__About this exercise__: Copy each line of the data below with the word "save".

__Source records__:

· · · · · · ·

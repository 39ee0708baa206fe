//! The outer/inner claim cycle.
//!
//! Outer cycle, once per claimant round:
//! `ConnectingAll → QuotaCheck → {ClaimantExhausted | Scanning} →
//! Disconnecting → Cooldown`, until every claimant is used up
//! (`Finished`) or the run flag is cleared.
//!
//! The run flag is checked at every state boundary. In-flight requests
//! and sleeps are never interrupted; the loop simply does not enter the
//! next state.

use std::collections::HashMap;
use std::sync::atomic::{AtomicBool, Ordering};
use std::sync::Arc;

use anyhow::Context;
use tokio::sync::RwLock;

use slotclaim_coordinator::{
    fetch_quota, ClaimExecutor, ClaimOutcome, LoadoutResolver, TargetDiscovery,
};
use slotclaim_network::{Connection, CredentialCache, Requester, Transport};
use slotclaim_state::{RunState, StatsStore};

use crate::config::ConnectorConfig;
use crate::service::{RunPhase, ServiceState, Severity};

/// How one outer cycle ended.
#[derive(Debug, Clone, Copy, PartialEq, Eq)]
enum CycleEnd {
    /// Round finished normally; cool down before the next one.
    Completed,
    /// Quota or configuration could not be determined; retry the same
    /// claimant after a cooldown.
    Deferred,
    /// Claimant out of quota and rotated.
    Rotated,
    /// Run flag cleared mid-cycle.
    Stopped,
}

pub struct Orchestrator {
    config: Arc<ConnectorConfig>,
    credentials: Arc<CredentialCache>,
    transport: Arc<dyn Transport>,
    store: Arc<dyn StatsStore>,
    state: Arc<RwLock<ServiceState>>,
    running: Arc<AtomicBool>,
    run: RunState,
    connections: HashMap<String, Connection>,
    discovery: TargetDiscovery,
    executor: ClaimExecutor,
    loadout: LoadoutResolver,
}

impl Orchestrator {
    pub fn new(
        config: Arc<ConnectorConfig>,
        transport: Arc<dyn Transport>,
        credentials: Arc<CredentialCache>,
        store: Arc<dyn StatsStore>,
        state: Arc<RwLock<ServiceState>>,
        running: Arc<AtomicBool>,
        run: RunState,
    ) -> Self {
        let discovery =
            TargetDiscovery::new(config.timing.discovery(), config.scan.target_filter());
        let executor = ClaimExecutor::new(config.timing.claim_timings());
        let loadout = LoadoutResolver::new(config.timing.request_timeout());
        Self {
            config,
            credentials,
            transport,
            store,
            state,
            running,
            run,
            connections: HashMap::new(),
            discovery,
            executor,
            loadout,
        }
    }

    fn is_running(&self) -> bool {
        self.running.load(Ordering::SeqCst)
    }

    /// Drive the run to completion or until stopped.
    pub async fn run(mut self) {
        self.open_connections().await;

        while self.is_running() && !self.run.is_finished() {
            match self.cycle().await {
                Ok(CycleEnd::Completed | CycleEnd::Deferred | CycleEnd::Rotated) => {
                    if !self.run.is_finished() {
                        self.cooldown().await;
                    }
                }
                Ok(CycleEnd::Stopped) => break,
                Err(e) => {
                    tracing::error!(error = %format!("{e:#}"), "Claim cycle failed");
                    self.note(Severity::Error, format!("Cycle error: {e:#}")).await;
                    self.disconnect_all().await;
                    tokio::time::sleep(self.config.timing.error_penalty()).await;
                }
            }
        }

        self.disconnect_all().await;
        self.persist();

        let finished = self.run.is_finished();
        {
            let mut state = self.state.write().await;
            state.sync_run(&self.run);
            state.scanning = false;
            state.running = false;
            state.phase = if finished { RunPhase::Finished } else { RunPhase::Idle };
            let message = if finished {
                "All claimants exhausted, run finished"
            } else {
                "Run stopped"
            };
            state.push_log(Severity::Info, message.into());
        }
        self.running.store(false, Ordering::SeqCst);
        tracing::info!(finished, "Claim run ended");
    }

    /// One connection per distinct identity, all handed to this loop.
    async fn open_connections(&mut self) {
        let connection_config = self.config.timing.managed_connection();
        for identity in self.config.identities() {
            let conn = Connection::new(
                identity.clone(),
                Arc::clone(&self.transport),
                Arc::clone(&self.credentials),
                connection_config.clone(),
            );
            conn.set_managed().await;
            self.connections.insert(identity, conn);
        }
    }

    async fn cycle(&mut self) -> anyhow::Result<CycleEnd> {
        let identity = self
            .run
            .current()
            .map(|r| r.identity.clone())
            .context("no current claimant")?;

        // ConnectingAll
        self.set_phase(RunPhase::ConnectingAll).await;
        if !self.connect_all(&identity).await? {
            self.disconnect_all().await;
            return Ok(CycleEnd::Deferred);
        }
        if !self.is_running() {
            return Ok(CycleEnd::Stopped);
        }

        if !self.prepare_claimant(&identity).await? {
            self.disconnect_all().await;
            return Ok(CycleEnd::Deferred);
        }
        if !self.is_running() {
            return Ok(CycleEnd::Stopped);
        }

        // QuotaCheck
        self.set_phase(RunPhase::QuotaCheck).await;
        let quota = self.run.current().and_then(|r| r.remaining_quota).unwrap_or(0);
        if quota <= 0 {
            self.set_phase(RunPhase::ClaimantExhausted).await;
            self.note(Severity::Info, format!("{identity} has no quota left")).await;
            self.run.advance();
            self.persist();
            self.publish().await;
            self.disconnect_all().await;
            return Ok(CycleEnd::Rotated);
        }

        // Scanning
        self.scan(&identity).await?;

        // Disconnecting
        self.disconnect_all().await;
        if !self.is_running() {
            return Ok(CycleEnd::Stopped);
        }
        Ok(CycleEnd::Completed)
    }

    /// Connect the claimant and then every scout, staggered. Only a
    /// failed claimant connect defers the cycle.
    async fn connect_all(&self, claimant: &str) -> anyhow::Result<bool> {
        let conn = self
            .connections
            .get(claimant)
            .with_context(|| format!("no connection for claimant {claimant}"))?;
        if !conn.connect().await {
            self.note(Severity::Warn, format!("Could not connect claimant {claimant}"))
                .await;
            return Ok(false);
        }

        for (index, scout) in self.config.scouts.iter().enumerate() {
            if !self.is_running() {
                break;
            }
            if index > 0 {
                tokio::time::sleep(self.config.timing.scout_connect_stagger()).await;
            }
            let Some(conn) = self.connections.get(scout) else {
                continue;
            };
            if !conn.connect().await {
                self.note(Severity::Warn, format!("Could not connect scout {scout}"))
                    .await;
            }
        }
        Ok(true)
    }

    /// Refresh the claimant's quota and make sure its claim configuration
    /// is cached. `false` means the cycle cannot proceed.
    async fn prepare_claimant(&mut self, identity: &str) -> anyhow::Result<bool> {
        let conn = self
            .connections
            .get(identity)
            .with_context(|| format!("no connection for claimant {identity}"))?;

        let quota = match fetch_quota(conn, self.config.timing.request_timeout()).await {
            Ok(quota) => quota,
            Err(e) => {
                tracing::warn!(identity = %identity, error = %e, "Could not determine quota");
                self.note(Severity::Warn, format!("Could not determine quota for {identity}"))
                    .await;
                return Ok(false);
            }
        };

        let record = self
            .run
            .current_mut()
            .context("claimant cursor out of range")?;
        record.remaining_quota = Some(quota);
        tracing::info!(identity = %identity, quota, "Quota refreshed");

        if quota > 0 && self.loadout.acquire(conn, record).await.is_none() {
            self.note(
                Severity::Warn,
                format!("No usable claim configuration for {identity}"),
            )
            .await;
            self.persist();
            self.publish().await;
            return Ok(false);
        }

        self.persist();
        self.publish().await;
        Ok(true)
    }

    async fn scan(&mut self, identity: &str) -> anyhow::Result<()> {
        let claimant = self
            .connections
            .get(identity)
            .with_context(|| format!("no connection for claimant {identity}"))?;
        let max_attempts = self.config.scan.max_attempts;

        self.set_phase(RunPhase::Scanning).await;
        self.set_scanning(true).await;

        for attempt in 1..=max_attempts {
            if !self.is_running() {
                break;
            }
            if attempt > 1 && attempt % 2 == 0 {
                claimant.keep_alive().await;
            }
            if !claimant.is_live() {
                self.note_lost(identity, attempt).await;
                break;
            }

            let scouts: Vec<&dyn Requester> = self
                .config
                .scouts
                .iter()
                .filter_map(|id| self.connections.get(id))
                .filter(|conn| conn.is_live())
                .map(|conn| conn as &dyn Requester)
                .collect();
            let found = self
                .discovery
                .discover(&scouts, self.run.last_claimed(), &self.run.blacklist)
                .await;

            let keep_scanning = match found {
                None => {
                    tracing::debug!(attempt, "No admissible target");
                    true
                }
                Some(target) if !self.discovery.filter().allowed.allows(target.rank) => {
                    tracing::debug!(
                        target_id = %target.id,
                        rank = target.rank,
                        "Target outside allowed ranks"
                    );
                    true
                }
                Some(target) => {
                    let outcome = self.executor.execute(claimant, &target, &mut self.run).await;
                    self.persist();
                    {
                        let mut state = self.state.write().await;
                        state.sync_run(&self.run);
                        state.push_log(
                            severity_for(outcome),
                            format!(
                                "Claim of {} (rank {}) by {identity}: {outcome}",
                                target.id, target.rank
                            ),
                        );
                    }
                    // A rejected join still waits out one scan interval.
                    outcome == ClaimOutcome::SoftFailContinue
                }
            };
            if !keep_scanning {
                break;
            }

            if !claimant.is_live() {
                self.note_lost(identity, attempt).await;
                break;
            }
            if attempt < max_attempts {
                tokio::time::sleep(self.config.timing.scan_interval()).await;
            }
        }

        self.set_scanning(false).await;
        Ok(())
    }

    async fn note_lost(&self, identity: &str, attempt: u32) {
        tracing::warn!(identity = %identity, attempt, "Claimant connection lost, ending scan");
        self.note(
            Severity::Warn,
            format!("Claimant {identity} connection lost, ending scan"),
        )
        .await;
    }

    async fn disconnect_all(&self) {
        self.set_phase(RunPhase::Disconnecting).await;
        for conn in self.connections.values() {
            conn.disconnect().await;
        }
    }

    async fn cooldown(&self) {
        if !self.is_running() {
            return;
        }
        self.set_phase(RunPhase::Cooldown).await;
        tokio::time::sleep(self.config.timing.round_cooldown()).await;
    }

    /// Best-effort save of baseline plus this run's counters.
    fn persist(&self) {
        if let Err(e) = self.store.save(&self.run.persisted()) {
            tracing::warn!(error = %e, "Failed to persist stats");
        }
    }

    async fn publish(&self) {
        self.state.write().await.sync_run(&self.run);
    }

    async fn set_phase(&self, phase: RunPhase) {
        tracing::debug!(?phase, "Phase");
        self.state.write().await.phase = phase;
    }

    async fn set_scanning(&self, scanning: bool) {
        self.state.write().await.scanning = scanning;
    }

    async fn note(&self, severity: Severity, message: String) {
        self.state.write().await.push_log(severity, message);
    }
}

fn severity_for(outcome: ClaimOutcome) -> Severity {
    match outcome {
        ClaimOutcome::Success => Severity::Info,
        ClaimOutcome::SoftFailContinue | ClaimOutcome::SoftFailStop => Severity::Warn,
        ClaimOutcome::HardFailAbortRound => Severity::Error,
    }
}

· · · · · · ·

__Completed task__:
    /// Best-effort save of baseline plus this run's counters.
        if let Err(e) = self.store.save(&self.run.persisted()) {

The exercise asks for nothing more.